Predicting the Difficulty of Compromise through How Attackers Discover Vulnerabilities

PI(s), Co-PI(s), Researchers:

PI: Andrew Meneely; Co-PI: Laurie Williams; Researchers: Ben Meyers and Nasif Imtiaz

HARD PROBLEM(S) ADDRESSED
This refers to Hard Problems, released November 2012.

• Metrics

PUBLICATIONS
Papers were written as a result of your research from the current quarter only.

• Imtiaz, Nasif; Thorn, Seaver; Williams, Laurie, "A comparative study of vulnerability reporting by software composition analysis tools", 15th ACM/IEEE International Symposium on Empirical Software Engineering and Measurement (ESEM 2021).

• Bhattacharya, Saikath; Singh, Munindar P.; Williams, Laurie, "Software Security Readiness and Deployment", 2021 IEEE International Symposium on Software Reliability Engineering Workshops (ISSREW), in proceedings ISSREW 2021.

KEY HIGHLIGHTS
Each effort should submit one or two specific highlights.

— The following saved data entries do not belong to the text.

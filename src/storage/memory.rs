//! In-memory store.
//!
//! Keeps the serialized blob as a string, exactly as a key-value backend
//! would, so corrupt-data behavior can be exercised without touching disk.

use crate::error::Result;
use crate::model::WorkoutData;
use crate::storage::Store;

/// Store backed by a JSON string held in memory.
#[derive(Debug, Default, Clone)]
pub struct MemoryStore {
    raw: Option<String>,
}

impl MemoryStore {
    /// Create an empty store.
    #[must_use]
    pub fn new() -> Self {
        Self::default()
    }

    /// Create a store holding an arbitrary raw blob.
    pub fn with_raw(raw: impl Into<String>) -> Self {
        Self {
            raw: Some(raw.into()),
        }
    }

    /// Create a store pre-populated with data.
    ///
    /// # Errors
    ///
    /// Returns an error if the data cannot be serialized.
    pub fn with_data(data: &WorkoutData) -> Result<Self> {
        Ok(Self {
            raw: Some(serde_json::to_string(data)?),
        })
    }

    /// The raw blob as last written.
    #[must_use]
    pub fn raw(&self) -> Option<&str> {
        self.raw.as_deref()
    }
}

impl Store for MemoryStore {
    fn read(&self) -> Result<Option<WorkoutData>> {
        self.raw
            .as_deref()
            .map(serde_json::from_str::<WorkoutData>)
            .transpose()
            .map_err(Into::into)
    }

    fn write(&mut self, data: &WorkoutData) -> Result<()> {
        self.raw = Some(serde_json::to_string(data)?);
        Ok(())
    }

    fn clear(&mut self) -> Result<()> {
        self.raw = None;
        Ok(())
    }
}

#[cfg(test)]
mod tests {
    use super::*;
    use crate::model::WorkoutSession;

    #[test]
    fn test_read_round_trip() {
        let mut data = WorkoutData::default();
        data.sessions.push(WorkoutSession::new("2024-05-01"));

        let mut store = MemoryStore::new();
        assert!(store.read().unwrap().is_none());

        store.write(&data).unwrap();
        assert_eq!(store.read().unwrap(), Some(data));
        assert!(store.raw().unwrap().contains("2024-05-01"));
    }

    #[test]
    fn test_read_corrupt_errors() {
        let store = MemoryStore::with_raw("[]");
        assert!(store.read().is_err());
    }
}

Each item should include a paragraph or two along with a citation if available. Write as if for the general reader of IEEE S&P.
The purpose of the highlights is to give our immediate sponsors a body of evidence that the funding they are providing (in the framework of the SoS lablet model) is delivering results that "more than justify" the investment they are making.

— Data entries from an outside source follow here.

//! Error types for liftlog.
//!
//! Provides structured error handling with:
//! - Machine-readable error codes (`ErrorCode`)
//! - Context-aware recovery hints
//! - Structured JSON output for host applications that surface errors

use thiserror::Error;

/// Result type alias for liftlog operations.
pub type Result<T> = std::result::Result<T, Error>;

// ── Error Code ────────────────────────────────────────────────

/// Machine-readable error codes grouped by category.
#[derive(Debug, Clone, Copy, PartialEq, Eq)]
pub enum ErrorCode {
    // Storage
    DatabaseError,
    IoError,
    JsonError,

    // Validation
    InvalidDate,
    InvalidArgument,
    ParseError,

    // Config
    ConfigError,

    // Internal
    InternalError,
}

impl ErrorCode {
    /// Machine-readable SCREAMING_SNAKE code string.
    #[must_use]
    pub const fn as_str(&self) -> &str {
        match self {
            Self::DatabaseError => "DATABASE_ERROR",
            Self::IoError => "IO_ERROR",
            Self::JsonError => "JSON_ERROR",
            Self::InvalidDate => "INVALID_DATE",
            Self::InvalidArgument => "INVALID_ARGUMENT",
            Self::ParseError => "PARSE_ERROR",
            Self::ConfigError => "CONFIG_ERROR",
            Self::InternalError => "INTERNAL_ERROR",
        }
    }

    /// Whether resubmitting with corrected input can succeed.
    #[must_use]
    pub const fn is_retryable(&self) -> bool {
        matches!(
            self,
            Self::InvalidDate | Self::InvalidArgument | Self::ParseError
        )
    }
}

// ── Error Enum ────────────────────────────────────────────────

/// Errors that can occur in liftlog operations.
#[derive(Error, Debug)]
pub enum Error {
    #[error("Invalid date '{value}': expected YYYY-MM-DD")]
    InvalidDate { value: String },

    #[error("Parse error at line {line}: {message}")]
    Parse { line: usize, message: String },

    #[error("Database error: {0}")]
    Database(#[from] rusqlite::Error),

    #[error("IO error: {0}")]
    Io(#[from] std::io::Error),

    #[error("JSON error: {0}")]
    Json(#[from] serde_json::Error),

    #[error("Invalid argument: {0}")]
    InvalidArgument(String),

    #[error("Configuration error: {0}")]
    Config(String),

    #[error("{0}")]
    Other(String),
}

impl Error {
    /// Map this error to its structured `ErrorCode`.
    #[must_use]
    pub const fn error_code(&self) -> ErrorCode {
        match self {
            Self::InvalidDate { .. } => ErrorCode::InvalidDate,
            Self::Parse { .. } => ErrorCode::ParseError,
            Self::Io(_) => ErrorCode::IoError,
            Self::Database(_) => ErrorCode::DatabaseError,
            Self::Json(_) => ErrorCode::JsonError,
            Self::InvalidArgument(_) => ErrorCode::InvalidArgument,
            Self::Config(_) => ErrorCode::ConfigError,
            Self::Other(_) => ErrorCode::InternalError,
        }
    }

    /// Context-aware recovery hint.
    ///
    /// Returns `None` if no actionable suggestion exists.
    #[must_use]
    pub fn hint(&self) -> Option<String> {
        match self {
            Self::InvalidDate { .. } => {
                Some("Dates use the calendar form YYYY-MM-DD, e.g. 2024-01-15".to_string())
            }
            Self::Parse { .. } => Some(
                "Set lines are a rep count, optionally followed by ' x <weight>kg', e.g. '10 x 15kg'"
                    .to_string(),
            ),
            Self::Database(_)
            | Self::Io(_)
            | Self::Json(_)
            | Self::InvalidArgument(_)
            | Self::Config(_)
            | Self::Other(_) => None,
        }
    }

    /// Structured JSON representation for machine consumption.
    #[must_use]
    pub fn to_structured_json(&self) -> serde_json::Value {
        let code = self.error_code();
        let mut obj = serde_json::json!({
            "error": {
                "code": code.as_str(),
                "message": self.to_string(),
                "retryable": code.is_retryable(),
            }
        });

        if let Some(hint) = self.hint() {
            obj["error"]["hint"] = serde_json::Value::String(hint);
        }

        obj
    }
}

#[cfg(test)]
mod tests {
    use super::*;

    #[test]
    fn test_error_codes() {
        let err = Error::InvalidDate {
            value: "2024-13-01".to_string(),
        };
        assert_eq!(err.error_code(), ErrorCode::InvalidDate);
        assert!(err.error_code().is_retryable());

        let err = Error::Other("boom".to_string());
        assert_eq!(err.error_code().as_str(), "INTERNAL_ERROR");
        assert!(!err.error_code().is_retryable());
    }

    #[test]
    fn test_structured_json_includes_hint() {
        let err = Error::Parse {
            line: 7,
            message: "reps out of range".to_string(),
        };
        let json = err.to_structured_json();
        assert_eq!(json["error"]["code"], "PARSE_ERROR");
        assert_eq!(
            json["error"]["message"],
            "Parse error at line 7: reps out of range"
        );
        assert!(json["error"]["hint"].is_string());
    }

    #[test]
    fn test_structured_json_without_hint() {
        let err = Error::Config("bad path".to_string());
        let json = err.to_structured_json();
        assert!(json["error"].get("hint").is_none());
    }
}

• We have developed an initial taxonomy of human errors in software engineering based on a prior apology mining study. We are conducting a systematic literature review.
• We have implemented an update tool that (i) identifies the files and the code changes in an update that cannot be traced back to the package's source repository, i.e., phantom artifacts; and then (ii) measures what portion of the changes in the update, excluding the phantom artifacts, has passed through a code review process, i.e., code review coverage.

COMMUNITY ENGAGEMENT

EDUCATIONAL ADVANCES:

• None.